As I was sifting through my inbox this morning, I came across this message from Rinku Sen, President and Executive Director of the Applied Research Center that really resonated with me. In her brief note, she speaks to sufficiency vs. scarcity and her evolution as a social justice warrior:
A couple of weeks ago I struck up a conversation with a man on the train from New York to Washington D.C. He asked me what I did, and I said it was racial justice work and described ARC. He asked me what I did before this and I told him I was a community organizer. He said, “you’ve taken a vow of poverty,” in a tone that was half admiring and half exasperated. I said that I wasn’t even close to suffering. This is an experience I often have.
Not only am I not suffering, but I’m happy. Consistently happy, every day. For the first time in my long career, and longer life, I feel like I have a clue about how to make racial justice and, more importantly, what I can contribute to that grand project. My coworkers and friends are a constant source of humor and sustaining wisdom. My family is lovely.

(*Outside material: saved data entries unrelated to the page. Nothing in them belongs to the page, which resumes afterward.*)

//! Host-facing configuration for the `inlineMenu` feature flag.
//!
//! The flag's value is either a plain toggle or a configuration record, so
//! host config files can write `false`, `true`, or a map.

use serde::{Deserialize, Serialize};

use crate::items::ItemGroup;

/// Configuration record for an enabled inline menu.
#[derive(Debug, Clone, PartialEq, Eq, Serialize, Deserialize)]
#[serde(default)]
pub struct InlineMenuConfig {
	/// Item groups shown for range selections. `None` uses the host's
	/// `"inline"` command groups.
	pub items: Option<Vec<ItemGroup>>,
	/// Item groups shown for block-node selections. `None` uses the host's
	/// `"block"` command groups.
	pub node_items: Option<Vec<ItemGroup>>,
	/// Whether to preview hyperlink marks under the caret.
	pub show_links: bool,
}

impl Default for InlineMenuConfig {
	fn default() -> Self {
		Self {
			items: None,
			node_items: None,
			show_links: true,
		}
	}
}

/// Value of the host's `inlineMenu` feature flag.
#[derive(Debug, Clone, PartialEq, Eq, Serialize, Deserialize)]
#[serde(untagged)]
pub enum InlineMenuSetting {
	/// Plain toggle; `true` enables the menu with default configuration.
	Toggle(bool),
	/// Enabled with explicit configuration.
	Config(InlineMenuConfig),
}

impl InlineMenuSetting {
	/// The configuration to construct a controller with, or `None` when the
	/// feature is disabled.
	pub fn into_config(self) -> Option<InlineMenuConfig> {
		match self {
			Self::Toggle(false) => None,
			Self::Toggle(true) => Some(InlineMenuConfig::default()),
			Self::Config(config) => Some(config),
		}
	}
}

impl Default for InlineMenuSetting {
	fn default() -> Self {
		Self::Toggle(false)
	}
}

It turns out that it’s easy to be happy if I dwell in sufficiency. I used to feel the lack of things more than I felt their presence, which paradoxically brings more lack than anything else. I’m more likely to focus on solutions when I can see the assets, time, people, money and skills we do have, rather than only what we don’t. It takes some discipline not to slide into scarcity mode, but the notion of scarcity itself is so central to racial discrimination that living in it seems inconsistent with ARC’s, and my, mission. For me, happiness is different from complacency or triumphalism. The burn I feel for my work is more of a smolder now than the flame I had when I was younger. The fire has been tamped down some by compassion and loss. I’m okay with that. It’s less flashy, but lasts longer, and it fuels happiness instead of an ulcer. I’ll take it.